Cela dit, ce qui caractérise l’affaire, le fait même que je sois invité ici et que nous réunissions ici, est l’exceptionnalité, parce que des 7 octobre il s’en produit pratiquement un par semaine au Soudan. Et cela ne nous concerne guère. Que ce soit d’un côté ou de l’autre, les violences qu’il y a au Soudan ou au Yémen ont atteint des degrés bien supérieurs à ce que nous connaissons ici. En fait, le rapport Occident-monde musulman s’inscrit dans une dimension à la fois d’exceptionnalité et de côté passionnel.

Là encore il faut chercher la définition des mots. « Monde musulman » est un thème qui est apparu dans la seconde moitié du XIXe siècle avec les progrès des communications. Pour caricaturer un peu le terme, le monde musulman est créé par l’ouverture du Canal de Suez, qui fait que les musulmans de la Méditerranée entrent directement en contact avec l’ensemble des musulmans d’Asie, y compris de la Chine. Et donc à ce moment-là, il y a la création d’un pôle de discussion qui devient le monde musulman. Le terme est classiquement utilisé par les puissances européennes : il y avait une très belle revue française – « La revue du monde musulman » –, publiée à partir 1906, qui couvrait de la Méditerranée à la Chine.

« Occident » est un terme là aussi très mal défini ou définissable dans le sens qu’on lui porte aujourd’hui. On le trouve chez Condorcet à la fin du XVIIIe siècle pour signifier que l’Europe n’est plus l’Europe parce qu’elle comporte maintenant des dimensions pluri-continentales, en particulier les Amériques. Mais au XIXe siècle le terme couramment utilisé est « Europe » et on revient à « Occident » dans le cas des guerres mondiales et dans un sens plus directement politique – l’ennemi de l’Occident n’est pas le tiers-monde ou l’islam, l’ennemi de l’Occident est d’abord l’Allemagne nazie et puis le bloc communiste.
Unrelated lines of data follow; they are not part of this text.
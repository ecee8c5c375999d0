use crate::format::FOOTER_SIZE;
use crate::{Lookup, SsTableReader, SsTableWriter, SstError};
use memtable::Entry;
use std::fs;
use std::path::{Path, PathBuf};
use tempfile::tempdir;

fn put(key: &[u8], value: &[u8]) -> Entry {
    Entry {
        key: key.to_vec(),
        value: value.to_vec(),
        tombstone: false,
    }
}

fn tomb(key: &[u8]) -> Entry {
    Entry {
        key: key.to_vec(),
        value: Vec::new(),
        tombstone: true,
    }
}

fn write_sample(dir: &Path) -> PathBuf {
    let path = dir.join("sample.sst");
    let entries = vec![put(b"a", b"1"), put(b"b", b"hello"), tomb(b"c")];
    SsTableWriter::write_table(&path, &entries).unwrap();
    path
}

/// 100 fixed-size records: "key000".."key099" -> "v". Each record is 16
/// bytes, so record i starts at offset 8 + 16*i and the stride points are
/// key000/key032/key064/key096.
fn write_striped(dir: &Path) -> PathBuf {
    let path = dir.join("striped.sst");
    let entries: Vec<Entry> = (0..100)
        .map(|i| put(format!("key{:03}", i).as_bytes(), b"v"))
        .collect();
    SsTableWriter::write_table(&path, &entries).unwrap();
    path
}

// -------------------- Round trip --------------------

#[test]
fn get_found_deleted_and_not_found() {
    let dir = tempdir().unwrap();
    let path = write_sample(dir.path());

    assert_eq!(
        SsTableReader::get(&path, b"a").unwrap(),
        Lookup::Found(b"1".to_vec())
    );
    assert_eq!(
        SsTableReader::get(&path, b"b").unwrap(),
        Lookup::Found(b"hello".to_vec())
    );
    assert_eq!(SsTableReader::get(&path, b"c").unwrap(), Lookup::Deleted);
    assert_eq!(SsTableReader::get(&path, b"z").unwrap(), Lookup::NotFound);
}

#[test]
fn every_key_in_large_table_is_found() {
    let dir = tempdir().unwrap();
    let path = dir.path().join("large.sst");
    let entries: Vec<Entry> = (0..500)
        .map(|i| put(format!("key{:04}", i).as_bytes(), format!("val{}", i).as_bytes()))
        .collect();
    SsTableWriter::write_table(&path, &entries).unwrap();

    for i in 0..500 {
        let key = format!("key{:04}", i).into_bytes();
        let expected = format!("val{}", i).into_bytes();
        assert_eq!(
            SsTableReader::get(&path, &key).unwrap(),
            Lookup::Found(expected),
            "key{:04} wrong",
            i
        );
    }
}

#[test]
fn absent_keys_between_present_ones_miss_cleanly() {
    let dir = tempdir().unwrap();
    let path = write_striped(dir.path());

    // Sorts after key050 but before key051, inside a stride block.
    assert_eq!(
        SsTableReader::get(&path, b"key050x").unwrap(),
        Lookup::NotFound
    );
    // Before every key.
    assert_eq!(SsTableReader::get(&path, b"aaa").unwrap(), Lookup::NotFound);
}

#[test]
fn empty_value_is_distinct_from_tombstone() {
    let dir = tempdir().unwrap();
    let path = dir.path().join("t.sst");
    SsTableWriter::write_table(&path, &[put(b"empty", b""), tomb(b"gone")]).unwrap();

    assert_eq!(
        SsTableReader::get(&path, b"empty").unwrap(),
        Lookup::Found(Vec::new())
    );
    assert_eq!(SsTableReader::get(&path, b"gone").unwrap(), Lookup::Deleted);
}

#[test]
fn large_value_roundtrip() {
    let dir = tempdir().unwrap();
    let path = dir.path().join("big.sst");
    let big = vec![b'x'; 500_000];
    SsTableWriter::write_table(&path, &[put(b"big", &big)]).unwrap();

    assert_eq!(
        SsTableReader::get(&path, b"big").unwrap(),
        Lookup::Found(big)
    );
}

#[test]
fn empty_table_misses_everything() {
    let dir = tempdir().unwrap();
    let path = dir.path().join("empty.sst");
    SsTableWriter::write_table(&path, &[]).unwrap();

    assert_eq!(SsTableReader::get(&path, b"any").unwrap(), Lookup::NotFound);
}

// -------------------- Header validation --------------------

#[test]
fn zeroed_header_is_corrupt() {
    let dir = tempdir().unwrap();
    let path = write_sample(dir.path());

    let mut data = fs::read(&path).unwrap();
    for b in data.iter_mut().take(8) {
        *b = 0;
    }
    fs::write(&path, &data).unwrap();

    let result = SsTableReader::get(&path, b"a");
    assert!(matches!(result, Err(SstError::Corrupt)));
}

#[test]
fn all_zero_file_is_corrupt() {
    let dir = tempdir().unwrap();
    let path = dir.path().join("zero.sst");
    fs::write(&path, vec![0u8; 64]).unwrap();

    let result = SsTableReader::get(&path, b"any");
    assert!(matches!(result, Err(SstError::Corrupt)));
}

#[test]
fn truncated_file_is_corrupt() {
    let dir = tempdir().unwrap();
    let path = dir.path().join("tiny.sst");
    fs::write(&path, b"short").unwrap();

    let result = SsTableReader::get(&path, b"any");
    assert!(matches!(result, Err(SstError::Corrupt)));
}

#[test]
fn missing_file_is_io_error() {
    let result = SsTableReader::get(Path::new("/no/such/file.sst"), b"k");
    assert!(matches!(result, Err(SstError::Io(_))));
}

// -------------------- Footer validation --------------------

#[test]
fn footer_offsets_outside_file_are_corrupt() {
    let dir = tempdir().unwrap();
    let path = write_sample(dir.path());

    let mut data = fs::read(&path).unwrap();
    let footer_start = data.len() - FOOTER_SIZE as usize;
    data[footer_start..footer_start + 8].copy_from_slice(&u64::MAX.to_le_bytes());
    fs::write(&path, &data).unwrap();

    let result = SsTableReader::get(&path, b"a");
    assert!(matches!(result, Err(SstError::Corrupt)));
}

#[test]
fn footer_with_bloom_before_index_is_corrupt() {
    let dir = tempdir().unwrap();
    let path = write_sample(dir.path());

    let mut data = fs::read(&path).unwrap();
    let footer_start = data.len() - FOOTER_SIZE as usize;
    let index_start = u64::from_le_bytes(data[footer_start..footer_start + 8].try_into().unwrap());
    // bloom_start <= index_start violates the region ordering
    data[footer_start + 8..footer_start + 16].copy_from_slice(&index_start.to_le_bytes());
    fs::write(&path, &data).unwrap();

    let result = SsTableReader::get(&path, b"a");
    assert!(matches!(result, Err(SstError::Corrupt)));
}

// -------------------- Bloom short-circuit --------------------

#[test]
fn bloom_negative_survives_damaged_index() {
    let dir = tempdir().unwrap();
    let path = write_striped(dir.path());

    // Overwrite the whole index region with garbage.
    let mut data = fs::read(&path).unwrap();
    let footer_start = data.len() - FOOTER_SIZE as usize;
    let index_start =
        u64::from_le_bytes(data[footer_start..footer_start + 8].try_into().unwrap()) as usize;
    let bloom_start =
        u64::from_le_bytes(data[footer_start + 8..footer_start + 16].try_into().unwrap()) as usize;
    for b in &mut data[index_start..bloom_start] {
        *b = 0xFF;
    }
    fs::write(&path, &data).unwrap();

    // A key the bloom filter excludes must still miss cleanly...
    assert_eq!(
        SsTableReader::get(&path, b"definitely-not-present").unwrap(),
        Lookup::NotFound
    );
    // ...while a key that passes the filter now hits the damaged index.
    let result = SsTableReader::get(&path, b"key050");
    assert!(matches!(result, Err(SstError::Corrupt)));
}

// -------------------- Index narrowing --------------------

#[test]
fn scan_range_ignores_damage_before_it() {
    let dir = tempdir().unwrap();
    let path = write_striped(dir.path());

    // key050 lives in the stride block [key032, key064): bytes
    // [8 + 16*32, 8 + 16*64). Damage everything before that block.
    let start = 8 + 16 * 32;
    let mut data = fs::read(&path).unwrap();
    for b in &mut data[8..start] {
        *b = 0xAA;
    }
    fs::write(&path, &data).unwrap();

    assert_eq!(
        SsTableReader::get(&path, b"key050").unwrap(),
        Lookup::Found(b"v".to_vec())
    );
}

#[test]
fn damage_inside_scan_range_is_corrupt() {
    let dir = tempdir().unwrap();
    let path = write_striped(dir.path());

    let start = 8 + 16 * 32;
    let end = 8 + 16 * 64;
    let mut data = fs::read(&path).unwrap();
    for b in &mut data[start..end] {
        *b = 0xFF;
    }
    fs::write(&path, &data).unwrap();

    let result = SsTableReader::get(&path, b"key050");
    assert!(matches!(result, Err(SstError::Corrupt)));
}

#[test]
fn zeroed_scan_range_is_corrupt() {
    let dir = tempdir().unwrap();
    let path = write_striped(dir.path());

    let start = 8 + 16 * 32;
    let end = 8 + 16 * 64;
    let mut data = fs::read(&path).unwrap();
    for b in &mut data[start..end] {
        *b = 0;
    }
    fs::write(&path, &data).unwrap();

    let result = SsTableReader::get(&path, b"key050");
    assert!(matches!(result, Err(SstError::Corrupt)));
}

// -------------------- Record invariants --------------------

#[test]
fn tombstone_with_nonzero_val_len_is_corrupt_on_read() {
    let dir = tempdir().unwrap();
    let path = dir.path().join("t.sst");
    SsTableWriter::write_table(&path, &[put(b"a", b"1")]).unwrap();

    // Record at offset 8: key_len(4) val_len(4) tomb(1). Flip tomb to 1
    // while val_len stays 1.
    let mut data = fs::read(&path).unwrap();
    data[16] = 1;
    fs::write(&path, &data).unwrap();

    let result = SsTableReader::get(&path, b"a");
    assert!(matches!(result, Err(SstError::Corrupt)));
}

#[test]
fn garbage_tomb_byte_is_corrupt() {
    let dir = tempdir().unwrap();
    let path = dir.path().join("t.sst");
    SsTableWriter::write_table(&path, &[put(b"a", b"1")]).unwrap();

    let mut data = fs::read(&path).unwrap();
    data[16] = 9;
    fs::write(&path, &data).unwrap();

    let result = SsTableReader::get(&path, b"a");
    assert!(matches!(result, Err(SstError::Corrupt)));
}

// -------------------- Index validation --------------------

#[test]
fn non_ascending_index_keys_are_corrupt() {
    let dir = tempdir().unwrap();
    let path = write_striped(dir.path());

    let mut data = fs::read(&path).unwrap();
    let footer_start = data.len() - FOOTER_SIZE as usize;
    let index_start =
        u64::from_le_bytes(data[footer_start..footer_start + 8].try_into().unwrap()) as usize;

    // Entry layout: count(4) then [key_len(4) key(6) offset(8)] each.
    // Swap the keys of entries 0 and 1 to break the ordering.
    let e0_key = index_start + 4 + 4;
    let e1_key = index_start + 4 + 18 + 4;
    let k0: Vec<u8> = data[e0_key..e0_key + 6].to_vec();
    let k1: Vec<u8> = data[e1_key..e1_key + 6].to_vec();
    data[e0_key..e0_key + 6].copy_from_slice(&k1);
    data[e1_key..e1_key + 6].copy_from_slice(&k0);
    fs::write(&path, &data).unwrap();

    // key050 passes the bloom filter, forcing an index load.
    let result = SsTableReader::get(&path, b"key050");
    assert!(matches!(result, Err(SstError::Corrupt)));
}

#[test]
fn index_offset_outside_data_region_is_corrupt() {
    let dir = tempdir().unwrap();
    let path = write_striped(dir.path());

    let mut data = fs::read(&path).unwrap();
    let footer_start = data.len() - FOOTER_SIZE as usize;
    let index_start =
        u64::from_le_bytes(data[footer_start..footer_start + 8].try_into().unwrap()) as usize;

    // Point entry 0's offset at the footer.
    let e0_offset = index_start + 4 + 4 + 6;
    data[e0_offset..e0_offset + 8].copy_from_slice(&(footer_start as u64).to_le_bytes());
    fs::write(&path, &data).unwrap();

    let result = SsTableReader::get(&path, b"key050");
    assert!(matches!(result, Err(SstError::Corrupt)));
}

#[test]
fn impossible_index_count_is_corrupt() {
    let dir = tempdir().unwrap();
    let path = write_striped(dir.path());

    let mut data = fs::read(&path).unwrap();
    let footer_start = data.len() - FOOTER_SIZE as usize;
    let index_start =
        u64::from_le_bytes(data[footer_start..footer_start + 8].try_into().unwrap()) as usize;

    // index_count far above the 2^20 cap.
    data[index_start..index_start + 4].copy_from_slice(&u32::MAX.to_le_bytes());
    fs::write(&path, &data).unwrap();

    let result = SsTableReader::get(&path, b"key050");
    assert!(matches!(result, Err(SstError::Corrupt)));
}

#[test]
fn zero_index_count_with_entries_is_corrupt() {
    let dir = tempdir().unwrap();
    let path = write_striped(dir.path());

    let mut data = fs::read(&path).unwrap();
    let footer_start = data.len() - FOOTER_SIZE as usize;
    let index_start =
        u64::from_le_bytes(data[footer_start..footer_start + 8].try_into().unwrap()) as usize;

    data[index_start..index_start + 4].copy_from_slice(&0u32.to_le_bytes());
    fs::write(&path, &data).unwrap();

    let result = SsTableReader::get(&path, b"key050");
    assert!(matches!(result, Err(SstError::Corrupt)));
}

// -------------------- Bloom region validation --------------------

#[test]
fn zeroed_bloom_parameters_are_corrupt() {
    let dir = tempdir().unwrap();
    let path = write_sample(dir.path());

    let mut data = fs::read(&path).unwrap();
    let footer_start = data.len() - FOOTER_SIZE as usize;
    let bloom_start =
        u64::from_le_bytes(data[footer_start + 8..footer_start + 16].try_into().unwrap()) as usize;

    // m = 0 is invalid.
    data[bloom_start..bloom_start + 4].copy_from_slice(&0u32.to_le_bytes());
    fs::write(&path, &data).unwrap();

    let result = SsTableReader::get(&path, b"a");
    assert!(matches!(result, Err(SstError::Corrupt)));
}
Autrement dit, le monde occidental renvoie à l’idée de monde libre. La titulature non officielle du président des États-Unis est « leader du monde libre », ce qui est tout à fait significatif de la dimension beaucoup plus politique que culturelle que le terme Occident comprend.

Dans le monde musulman on voit mal ce qui s’y passe, comme d’habitude, à cause de l’ampleur des systèmes répressifs qui existent dans ce monde-là aujourd’hui. Nous vivons dans des sociétés ou un simple message sur les réseaux sociaux peut coûter plusieurs années de prison. Les régimes arabes en particulier savent très bien que les manifestations pro-palestiniennes du début du XXIe siècle ont été ce qui a annoncé ensuite le Printemps arabe. Donc ils se méfient considérablement de laisser la rue arabe ou l’opinion publique arabe se manifester. Et puis il y a le clivage interne entre blocs pro-iranien et anti-iranien et, pour des raisons diverses, le Hamas est identifié à la nébuleuse pro-iranienne.

Certains tendent à présenter le conflit comme un conflit de civilisations. J’ai des collègues qui l’écrivent radicalement en couverture de livres. On pourrait plutôt parler de conflit de barbaries que de civilisations si on donne un sens positif au terme de « civilisation ».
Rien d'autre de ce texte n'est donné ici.